Copy out every line from the records that includes "VecDeque".

## Source data:
------

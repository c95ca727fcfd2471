//! Logging configuration and structured event helpers.
//!
//! Events are emitted through `tracing`; installing a subscriber is left to
//! the application, which can use [`LoggingConfig::init`].

use tracing::level_filters::LevelFilter;
use tracing::Level;
use tracing_subscriber::{fmt, layer::SubscriberExt, util::SubscriberInitExt, EnvFilter};

/// Logging configuration.
#[derive(Debug, Clone)]
pub struct LoggingConfig {
    /// The minimum log level to capture
    pub level: LogLevel,
    /// The output format for log messages
    pub format: LogFormat,
    /// Whether to include timestamps in log output
    pub include_timestamps: bool,
    /// Whether to include the module target in log output
    pub include_target: bool,
    /// Whether to include file and line number in log output
    pub include_file_line: bool,
}

/// Log level enumeration.
#[derive(Debug, Clone, Copy, PartialEq, Eq)]
pub enum LogLevel {
    /// Trace-level logging (most verbose)
    Trace,
    /// Debug-level logging
    Debug,
    /// Info-level logging
    Info,
    /// Warning-level logging
    Warn,
    /// Error-level logging (least verbose)
    Error,
}

impl From<LogLevel> for Level {
    fn from(level: LogLevel) -> Self {
        match level {
            LogLevel::Trace => Level::TRACE,
            LogLevel::Debug => Level::DEBUG,
            LogLevel::Info => Level::INFO,
            LogLevel::Warn => Level::WARN,
            LogLevel::Error => Level::ERROR,
        }
    }
}

impl std::str::FromStr for LogLevel {
    type Err = String;

    fn from_str(s: &str) -> Result<Self, Self::Err> {
        match s.to_ascii_lowercase().as_str() {
            "trace" => Ok(LogLevel::Trace),
            "debug" => Ok(LogLevel::Debug),
            "info" => Ok(LogLevel::Info),
            "warn" | "warning" => Ok(LogLevel::Warn),
            "error" => Ok(LogLevel::Error),
            other => Err(format!("unknown log level '{}'", other)),
        }
    }
}

/// Log output format.
#[derive(Debug, Clone, Copy, PartialEq, Eq)]
pub enum LogFormat {
    /// Human-readable format with colors (for development)
    Pretty,
    /// JSON lines (for log shipping)
    Json,
    /// Single-line compact format
    Compact,
}

impl Default for LoggingConfig {
    fn default() -> Self {
        Self {
            level: LogLevel::Info,
            format: LogFormat::Pretty,
            include_timestamps: true,
            include_target: true,
            include_file_line: false,
        }
    }
}

impl LoggingConfig {
    /// Creates a new logging configuration with default settings.
    pub fn new() -> Self {
        Self::default()
    }

    /// Sets the log level.
    pub fn with_level(mut self, level: LogLevel) -> Self {
        self.level = level;
        self
    }

    /// Sets the log format.
    ///
    /// # Examples
    ///
    /// ```
    /// use integrations_vibezen::observability::{LoggingConfig, LogFormat};
    ///
    /// let config = LoggingConfig::new().with_format(LogFormat::Json);
    /// assert_eq!(config.format, LogFormat::Json);
    /// ```
    pub fn with_format(mut self, format: LogFormat) -> Self {
        self.format = format;
        self
    }

    /// Sets whether to include timestamps.
    pub fn with_timestamps(mut self, include: bool) -> Self {
        self.include_timestamps = include;
        self
    }

    /// Sets whether to include the module target.
    pub fn with_target(mut self, include: bool) -> Self {
        self.include_target = include;
        self
    }

    /// Sets whether to include file and line number.
    pub fn with_file_line(mut self, include: bool) -> Self {
        self.include_file_line = include;
        self
    }

    /// Installs a global subscriber with this configuration.
    ///
    /// `RUST_LOG` directives are honoured on top of the configured level.
    ///
    /// # Errors
    ///
    /// Returns an error if a global subscriber has already been installed.
    pub fn init(self) -> Result<(), Box<dyn std::error::Error + Send + Sync>> {
        let filter = EnvFilter::from_default_env()
            .add_directive(LevelFilter::from_level(Level::from(self.level)).into());

        match (self.format, self.include_timestamps) {
            (LogFormat::Pretty, true) => {
                tracing_subscriber::registry()
                    .with(filter)
                    .with(
                        fmt::layer()
                            .with_ansi(true)
                            .with_target(self.include_target)
                            .with_file(self.include_file_line)
                            .with_line_number(self.include_file_line),
                    )
                    .try_init()?;
            }
            (LogFormat::Pretty, false) => {
                tracing_subscriber::registry()
                    .with(filter)
                    .with(
                        fmt::layer()
                            .without_time()
                            .with_ansi(true)
                            .with_target(self.include_target)
                            .with_file(self.include_file_line)
                            .with_line_number(self.include_file_line),
                    )
                    .try_init()?;
            }
            (LogFormat::Json, _) => {
                tracing_subscriber::registry()
                    .with(filter)
                    .with(fmt::layer().json().with_target(self.include_target))
                    .try_init()?;
            }
            (LogFormat::Compact, _) => {
                tracing_subscriber::registry()
                    .with(filter)
                    .with(fmt::layer().compact().with_target(self.include_target))
                    .try_init()?;
            }
        }

        Ok(())
    }
}

/// Emits a circuit breaker lifecycle event.
///
/// Openings are warnings, everything else is informational.
pub fn log_circuit_event(breaker: &str, event: &str, state: &str, reason: Option<&str>) {
    if event == "opened" {
        tracing::warn!(
            breaker = breaker,
            event = event,
            state = state,
            reason = reason.unwrap_or("-"),
            "Circuit breaker event"
        );
    } else {
        tracing::info!(
            breaker = breaker,
            event = event,
            state = state,
            reason = reason.unwrap_or("-"),
            "Circuit breaker event"
        );
    }
}

/// Logs an error with context.
pub fn log_error(error: &dyn std::error::Error, context: &str) {
    tracing::error!(error = %error, context = context, "Error occurred");
}

/// Collects formatted events on the current thread for assertions.
#[cfg(test)]
pub(crate) struct CapturedLogs {
    buffer: std::sync::Arc<parking_lot::Mutex<Vec<u8>>>,
    _guard: tracing::subscriber::DefaultGuard,
}

#[cfg(test)]
impl CapturedLogs {
    pub(crate) fn start() -> Self {
        let buffer = std::sync::Arc::new(parking_lot::Mutex::new(Vec::new()));
        let sink = std::sync::Arc::clone(&buffer);
        let subscriber = fmt::Subscriber::builder()
            .with_max_level(Level::TRACE)
            .with_ansi(false)
            .with_writer(move || CaptureWriter(std::sync::Arc::clone(&sink)))
            .finish();
        Self {
            buffer,
            _guard: tracing::subscriber::set_default(subscriber),
        }
    }

    pub(crate) fn contents(&self) -> String {
        String::from_utf8_lossy(&self.buffer.lock()).into_owned()
    }
}

#[cfg(test)]
struct CaptureWriter(std::sync::Arc<parking_lot::Mutex<Vec<u8>>>);

#[cfg(test)]
impl std::io::Write for CaptureWriter {
    fn write(&mut self, buf: &[u8]) -> std::io::Result<usize> {
        self.0.lock().extend_from_slice(buf);
        Ok(buf.len())
    }

    fn flush(&mut self) -> std::io::Result<()> {
        Ok(())
    }
}

#[cfg(test)]
mod tests {
    use super::*;

    #[test]
    fn test_logging_config_default() {
        let config = LoggingConfig::default();
        assert_eq!(config.level, LogLevel::Info);
        assert_eq!(config.format, LogFormat::Pretty);
        assert!(config.include_timestamps);
        assert!(config.include_target);
        assert!(!config.include_file_line);
    }

    #[test]
    fn test_logging_config_builder_chain() {
        let config = LoggingConfig::new()
            .with_level(LogLevel::Trace)
            .with_format(LogFormat::Compact)
            .with_timestamps(false)
            .with_target(false)
            .with_file_line(true);

        assert_eq!(config.level, LogLevel::Trace);
        assert_eq!(config.format, LogFormat::Compact);
        assert!(!config.include_timestamps);
        assert!(!config.include_target);
        assert!(config.include_file_line);
    }

    #[test]
    fn test_log_level_parsing() {
        assert_eq!("debug".parse::<LogLevel>(), Ok(LogLevel::Debug));
        assert_eq!("WARNING".parse::<LogLevel>(), Ok(LogLevel::Warn));
        assert!("loud".parse::<LogLevel>().is_err());
        assert_eq!(Level::from(LogLevel::Error), Level::ERROR);
    }

    #[test]
    fn test_event_helpers_do_not_panic() {
        log_circuit_event("cache_exact", "opened", "open", Some("failure_threshold_exceeded"));
        log_circuit_event("cache_exact", "manual_reset", "closed", None);

        let error = std::io::Error::new(std::io::ErrorKind::ConnectionRefused, "refused");
        log_error(&error, "cache lookup failed");
    }

    #[test]
    fn test_log_error_records_error_and_context() {
        let logs = CapturedLogs::start();

        let error = std::io::Error::new(std::io::ErrorKind::ConnectionRefused, "refused");
        log_error(&error, "knowledge graph query");

        let output = logs.contents();
        assert!(output.contains("ERROR"));
        assert!(output.contains("Error occurred"));
        assert!(output.contains("error=refused"));
        assert!(output.contains("knowledge graph query"));
    }
}
//! Error types for the VIBEZEN recovery layer.

use serde::{Deserialize, Serialize};
use std::fmt;
use std::time::Duration;
use thiserror::Error;

/// Result type alias for recovery operations
pub type RecoveryResult<T> = Result<T, RecoveryError>;

/// Main error type for the recovery layer.
///
/// Gating errors (`CircuitOpen`, `Resource`) are produced by this crate before
/// an operation runs. All other variants are what protected operations and
/// their collaborators report, and are passed through unchanged.
#[derive(Error, Debug, Clone, PartialEq)]
pub enum RecoveryError {
    /// The named circuit breaker is rejecting calls
    #[error("Circuit breaker '{name}' is open")]
    CircuitOpen {
        /// Name of the breaker that rejected the call
        name: String,
        /// Remaining cool-down before a probe is allowed, when known
        retry_after: Option<Duration>,
    },

    /// A resource gate (memory, CPU, concurrency, rate) blocked execution
    #[error("Resource error: {message}")]
    Resource {
        /// Which gate failed
        message: String,
    },

    /// The operation did not finish before its deadline
    #[error("Timeout: {message}")]
    Timeout {
        /// Error message describing the timeout
        message: String,
    },

    /// Connection-level failure talking to a collaborator
    #[error("Connection error: {message}")]
    Connection {
        /// Error message describing the connection issue
        message: String,
    },

    /// Upstream rate limit reported by a provider
    #[error("Rate limit error: {message}")]
    RateLimit {
        /// Error message describing the rate limit issue
        message: String,
        /// Duration to wait before retrying (if provided upstream)
        retry_after: Option<Duration>,
    },

    /// Error returned by an AI provider
    #[error("Provider '{provider}' error: {message}")]
    Provider {
        /// Provider name
        provider: String,
        /// Error message from the provider
        message: String,
        /// HTTP status code, when the provider reported one
        status_code: Option<u16>,
    },

    /// Invalid input or value
    #[error("Validation error: {message}")]
    Validation {
        /// Error message describing the validation issue
        message: String,
    },

    /// A fallback handler could not produce a result
    #[error("Fallback error: {message}")]
    Fallback {
        /// Error message describing the fallback failure
        message: String,
    },

    /// Configuration error (invalid settings, unregistered strategies)
    #[error("Configuration error: {message}")]
    Configuration {
        /// Error message describing the configuration issue
        message: String,
    },

    /// Internal error (unexpected conditions, library bugs)
    #[error("Internal error: {message}")]
    Internal {
        /// Error message describing the internal issue
        message: String,
    },
}

/// Closed set of error tags used by retry and breaker policies.
#[derive(Debug, Clone, Copy, PartialEq, Eq, Hash, Serialize, Deserialize)]
#[serde(rename_all = "snake_case")]
pub enum ErrorKind {
    /// [`RecoveryError::CircuitOpen`]
    CircuitOpen,
    /// [`RecoveryError::Resource`]
    Resource,
    /// [`RecoveryError::Timeout`]
    Timeout,
    /// [`RecoveryError::Connection`]
    Connection,
    /// [`RecoveryError::RateLimit`]
    RateLimit,
    /// [`RecoveryError::Provider`]
    Provider,
    /// [`RecoveryError::Validation`]
    Validation,
    /// [`RecoveryError::Fallback`]
    Fallback,
    /// [`RecoveryError::Configuration`]
    Configuration,
    /// [`RecoveryError::Internal`]
    Internal,
}

impl fmt::Display for ErrorKind {
    fn fmt(&self, f: &mut fmt::Formatter<'_>) -> fmt::Result {
        let s = match self {
            ErrorKind::CircuitOpen => "circuit_open",
            ErrorKind::Resource => "resource",
            ErrorKind::Timeout => "timeout",
            ErrorKind::Connection => "connection",
            ErrorKind::RateLimit => "rate_limit",
            ErrorKind::Provider => "provider",
            ErrorKind::Validation => "validation",
            ErrorKind::Fallback => "fallback",
            ErrorKind::Configuration => "configuration",
            ErrorKind::Internal => "internal",
        };
        f.write_str(s)
    }
}

/// Outcome of classifying an error against a retry policy.
#[derive(Debug, Clone, Copy, PartialEq, Eq)]
pub enum ErrorClass {
    /// Transient; the retry handler may try again
    Retryable(ErrorKind),
    /// Propagates on first occurrence
    Fatal(ErrorKind),
}

impl ErrorClass {
    /// Returns true for [`ErrorClass::Retryable`]
    pub fn is_retryable(&self) -> bool {
        matches!(self, ErrorClass::Retryable(_))
    }

    /// The tag that was classified
    pub fn kind(&self) -> ErrorKind {
        match self {
            ErrorClass::Retryable(kind) | ErrorClass::Fatal(kind) => *kind,
        }
    }
}

impl RecoveryError {
    /// Returns the closed classification tag of this error.
    pub fn kind(&self) -> ErrorKind {
        match self {
            RecoveryError::CircuitOpen { .. } => ErrorKind::CircuitOpen,
            RecoveryError::Resource { .. } => ErrorKind::Resource,
            RecoveryError::Timeout { .. } => ErrorKind::Timeout,
            RecoveryError::Connection { .. } => ErrorKind::Connection,
            RecoveryError::RateLimit { .. } => ErrorKind::RateLimit,
            RecoveryError::Provider { .. } => ErrorKind::Provider,
            RecoveryError::Validation { .. } => ErrorKind::Validation,
            RecoveryError::Fallback { .. } => ErrorKind::Fallback,
            RecoveryError::Configuration { .. } => ErrorKind::Configuration,
            RecoveryError::Internal { .. } => ErrorKind::Internal,
        }
    }

    /// Returns true if this error was produced by a gate of this crate rather
    /// than by the protected operation.
    pub fn is_rejection(&self) -> bool {
        matches!(
            self,
            RecoveryError::CircuitOpen { .. } | RecoveryError::Resource { .. }
        )
    }

    /// Returns the retry-after hint if available.
    pub fn retry_after(&self) -> Option<Duration> {
        match self {
            RecoveryError::CircuitOpen { retry_after, .. }
            | RecoveryError::RateLimit { retry_after, .. } => *retry_after,
            _ => None,
        }
    }

    pub(crate) fn configuration(message: impl Into<String>) -> Self {
        RecoveryError::Configuration {
            message: message.into(),
        }
    }

    pub(crate) fn fallback(message: impl Into<String>) -> Self {
        RecoveryError::Fallback {
            message: message.into(),
        }
    }
}

impl From<tokio::time::error::Elapsed> for RecoveryError {
    fn from(err: tokio::time::error::Elapsed) -> Self {
        RecoveryError::Timeout {
            message: err.to_string(),
        }
    }
}

impl From<serde_json::Error> for RecoveryError {
    fn from(err: serde_json::Error) -> Self {
        RecoveryError::Internal {
            message: format!("JSON serialization error: {}", err),
        }
    }
}

#[cfg(test)]
mod tests {
    use super::*;

    #[test]
    fn test_error_kind_matches_variant() {
        let open = RecoveryError::CircuitOpen {
            name: "ai_provider_openai".to_string(),
            retry_after: Some(Duration::from_secs(5)),
        };
        assert_eq!(open.kind(), ErrorKind::CircuitOpen);
        assert!(open.is_rejection());

        let provider = RecoveryError::Provider {
            provider: "openai".to_string(),
            message: "overloaded".to_string(),
            status_code: Some(529),
        };
        assert_eq!(provider.kind(), ErrorKind::Provider);
        assert!(!provider.is_rejection());
    }

    #[test]
    fn test_retry_after() {
        let rate_limit = RecoveryError::RateLimit {
            message: "Too many requests".to_string(),
            retry_after: Some(Duration::from_secs(30)),
        };
        assert_eq!(rate_limit.retry_after(), Some(Duration::from_secs(30)));

        let connection = RecoveryError::Connection {
            message: "refused".to_string(),
        };
        assert_eq!(connection.retry_after(), None);
    }

    #[test]
    fn test_display_keeps_message() {
        let err = RecoveryError::Validation {
            message: "X".to_string(),
        };
        assert_eq!(err.to_string(), "Validation error: X");
        assert_eq!(ErrorKind::RateLimit.to_string(), "rate_limit");
    }

    #[test]
    fn test_error_class() {
        let class = ErrorClass::Retryable(ErrorKind::Timeout);
        assert!(class.is_retryable());
        assert_eq!(class.kind(), ErrorKind::Timeout);
        assert!(!ErrorClass::Fatal(ErrorKind::Validation).is_retryable());
    }
}
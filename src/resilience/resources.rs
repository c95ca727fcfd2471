//! Resource gating: process memory, CPU, task concurrency and rate budgets.
//!
//! [`ResourceManager::run_with_resources`] is the single entry point used by
//! the recovery pipeline. A background monitor can sample usage periodically
//! and hand the snapshot to registered callbacks.

use super::rate_limiter::RateLimiter;
use crate::errors::{RecoveryError, RecoveryResult};
use crate::observability::{metric_names, MetricsCollector};
use parking_lot::{Mutex, RwLock};
use serde::{Deserialize, Serialize};
use std::collections::VecDeque;
use std::future::Future;
use std::panic::AssertUnwindSafe;
use std::sync::atomic::{AtomicU64, AtomicUsize, Ordering};
use std::sync::Arc;
use std::time::Duration;
use sysinfo::{Pid, ProcessesToUpdate, System};
use tokio::sync::Semaphore;
use tokio::task::JoinHandle;
use tokio::time::{sleep, Instant, MissedTickBehavior};
use tokio_util::sync::CancellationToken;

const REQUESTS_LIMIT: &str = "requests";
const TOKENS_LIMIT: &str = "tokens";
const USAGE_HISTORY_LIMIT: usize = 1000;
const RATE_WINDOW: Duration = Duration::from_secs(60);
const RESOURCE_POLL_INTERVAL: Duration = Duration::from_millis(100);

/// Resource limits. `None` means unlimited.
#[derive(Debug, Clone, Default, PartialEq, Serialize, Deserialize)]
pub struct ResourceLimit {
    pub max_memory_mb: Option<u64>,
    pub max_cpu_percent: Option<f64>,
    pub max_concurrent_tasks: Option<usize>,
    pub max_requests_per_minute: Option<u32>,
    pub max_tokens_per_minute: Option<u32>,
}

/// What a single operation needs.
#[derive(Debug, Clone, Copy, Default, PartialEq, Eq)]
pub struct ResourceRequest {
    /// Tokens charged against the per-minute token budget
    pub tokens: Option<u32>,
    /// Memory the operation is expected to add
    pub memory_mb: Option<u64>,
}

impl ResourceRequest {
    pub fn new() -> Self {
        Self::default()
    }

    pub fn with_tokens(mut self, tokens: u32) -> Self {
        self.tokens = Some(tokens);
        self
    }

    pub fn with_memory_mb(mut self, memory_mb: u64) -> Self {
        self.memory_mb = Some(memory_mb);
        self
    }
}

/// Snapshot of resource usage and gate rejections.
#[derive(Debug, Clone, Default, PartialEq, Serialize)]
pub struct ResourceStats {
    pub memory_usage_mb: f64,
    pub cpu_percent: f64,
    pub active_tasks: usize,
    pub requests_per_minute: u64,
    pub tokens_per_minute: u64,
    pub memory_limit_hits: u64,
    pub cpu_limit_hits: u64,
    pub rate_limit_hits: u64,
}

/// One reading of process memory and CPU.
#[derive(Debug, Clone, Copy, Default, PartialEq)]
pub struct UsageSample {
    pub memory_mb: f64,
    pub cpu_percent: f64,
}

/// Source of process usage samples.
///
/// Called from async context on every gated acquisition, so samples must be
/// cheap to take.
pub trait SystemProbe: Send + Sync {
    /// Resident memory of this process in MB
    fn memory_usage_mb(&self) -> f64;

    /// CPU usage of this process since the previous sample, in percent
    fn cpu_percent(&self) -> f64;

    /// Memory and CPU read together. Gates take one sample per check.
    fn sample(&self) -> UsageSample {
        UsageSample {
            memory_mb: self.memory_usage_mb(),
            cpu_percent: self.cpu_percent(),
        }
    }
}

struct ProbeState {
    system: System,
    last_refresh: Option<std::time::Instant>,
    last: UsageSample,
}

/// [`SystemProbe`] backed by `sysinfo`, refreshing only this process.
///
/// CPU usage is the delta between two refreshes, so refreshes closer together
/// than [`sysinfo::MINIMUM_CPU_UPDATE_INTERVAL`] return the cached sample.
pub struct SysinfoProbe {
    state: Mutex<ProbeState>,
    pid: Pid,
}

impl Default for SysinfoProbe {
    fn default() -> Self {
        Self::new()
    }
}

impl SysinfoProbe {
    pub fn new() -> Self {
        let probe = Self {
            state: Mutex::new(ProbeState {
                system: System::new(),
                last_refresh: None,
                last: UsageSample::default(),
            }),
            pid: Pid::from_u32(std::process::id()),
        };
        // Prime the CPU baseline.
        probe.sample();
        probe
    }
}

impl SystemProbe for SysinfoProbe {
    fn memory_usage_mb(&self) -> f64 {
        self.sample().memory_mb
    }

    fn cpu_percent(&self) -> f64 {
        self.sample().cpu_percent
    }

    fn sample(&self) -> UsageSample {
        let mut state = self.state.lock();
        let stale = state
            .last_refresh
            .map_or(true, |at| at.elapsed() >= sysinfo::MINIMUM_CPU_UPDATE_INTERVAL);
        if stale {
            state
                .system
                .refresh_processes(ProcessesToUpdate::Some(&[self.pid]), true);
            state.last = state
                .system
                .process(self.pid)
                .map(|p| UsageSample {
                    memory_mb: p.memory() as f64 / (1024.0 * 1024.0),
                    cpu_percent: p.cpu_usage() as f64,
                })
                .unwrap_or_default();
            state.last_refresh = Some(std::time::Instant::now());
        }
        state.last
    }
}

/// Callback invoked by the monitor with each snapshot.
pub type ResourceCallback =
    Arc<dyn Fn(&ResourceStats) -> Result<(), Box<dyn std::error::Error + Send + Sync>> + Send + Sync>;

#[derive(Default)]
struct UsageHistory {
    requests: VecDeque<Instant>,
    tokens: VecDeque<(Instant, u32)>,
}

impl UsageHistory {
    fn record(&mut self, now: Instant, tokens: Option<u32>) {
        self.requests.push_back(now);
        if self.requests.len() > USAGE_HISTORY_LIMIT {
            self.requests.pop_front();
        }
        if let Some(tokens) = tokens.filter(|t| *t > 0) {
            self.tokens.push_back((now, tokens));
            if self.tokens.len() > USAGE_HISTORY_LIMIT {
                self.tokens.pop_front();
            }
        }
    }

    fn per_minute(&self, now: Instant) -> (u64, u64) {
        let recent = |at: &Instant| now.saturating_duration_since(*at) <= RATE_WINDOW;
        let requests = self.requests.iter().filter(|at| recent(at)).count() as u64;
        let tokens = self
            .tokens
            .iter()
            .filter(|(at, _)| recent(at))
            .map(|(_, n)| *n as u64)
            .sum();
        (requests, tokens)
    }
}

struct Shared {
    limits: ResourceLimit,
    probe: Arc<dyn SystemProbe>,
    rate_limiter: RateLimiter,
    task_semaphore: Option<Arc<Semaphore>>,
    active_tasks: AtomicUsize,
    usage: Mutex<UsageHistory>,
    memory_limit_hits: AtomicU64,
    cpu_limit_hits: AtomicU64,
    rate_limit_hits: AtomicU64,
    callbacks: RwLock<Vec<ResourceCallback>>,
    metrics: RwLock<Option<Arc<dyn MetricsCollector>>>,
}

impl Shared {
    fn memory_ok(&self, usage: &UsageSample, additional_mb: u64) -> bool {
        match self.limits.max_memory_mb {
            None => true,
            Some(max) => usage.memory_mb + additional_mb as f64 <= max as f64,
        }
    }

    fn cpu_ok(&self, usage: &UsageSample) -> bool {
        match self.limits.max_cpu_percent {
            None => true,
            Some(max) => usage.cpu_percent <= max,
        }
    }

    fn reject(&self, gate: &'static str, counter: &AtomicU64) -> bool {
        counter.fetch_add(1, Ordering::Relaxed);
        tracing::warn!(gate, "Resource limit hit");
        if let Some(metrics) = self.metrics.read().as_ref() {
            metrics.increment_counter(metric_names::RESOURCE_LIMIT_HITS, 1, &[("gate", gate)]);
        }
        false
    }

    fn snapshot(&self) -> ResourceStats {
        let usage = self.probe.sample();
        let (requests_per_minute, tokens_per_minute) = self.usage.lock().per_minute(Instant::now());
        ResourceStats {
            memory_usage_mb: usage.memory_mb,
            cpu_percent: usage.cpu_percent,
            active_tasks: self.active_tasks.load(Ordering::SeqCst),
            requests_per_minute,
            tokens_per_minute,
            memory_limit_hits: self.memory_limit_hits.load(Ordering::Relaxed),
            cpu_limit_hits: self.cpu_limit_hits.load(Ordering::Relaxed),
            rate_limit_hits: self.rate_limit_hits.load(Ordering::Relaxed),
        }
    }

    fn publish(&self, stats: &ResourceStats) {
        if let Some(metrics) = self.metrics.read().as_ref() {
            metrics.set_gauge(metric_names::MEMORY_USAGE_MB, stats.memory_usage_mb, &[]);
            metrics.set_gauge(metric_names::CPU_PERCENT, stats.cpu_percent, &[]);
            metrics.set_gauge(metric_names::ACTIVE_TASKS, stats.active_tasks as f64, &[]);
        }

        let callbacks = self.callbacks.read().clone();
        for callback in callbacks {
            match std::panic::catch_unwind(AssertUnwindSafe(|| callback(stats))) {
                Ok(Ok(())) => {}
                Ok(Err(e)) => tracing::warn!(error = %e, "Resource callback failed"),
                Err(_) => tracing::error!("Resource callback panicked"),
            }
        }
    }
}

/// Decrements the active task count even if the task is cancelled.
struct ActiveTask<'a>(&'a AtomicUsize);

impl<'a> ActiveTask<'a> {
    fn start(counter: &'a AtomicUsize) -> Self {
        counter.fetch_add(1, Ordering::SeqCst);
        Self(counter)
    }
}

impl Drop for ActiveTask<'_> {
    fn drop(&mut self) {
        self.0.fetch_sub(1, Ordering::SeqCst);
    }
}

struct Monitor {
    token: CancellationToken,
    handle: JoinHandle<()>,
}

/// Enforces [`ResourceLimit`]s around operations.
pub struct ResourceManager {
    shared: Arc<Shared>,
    monitor: Mutex<Option<Monitor>>,
}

------

## Result of this task:
use std::collections::VecDeque;
    requests: VecDeque<Instant>,
    tokens: VecDeque<(Instant, u32)>,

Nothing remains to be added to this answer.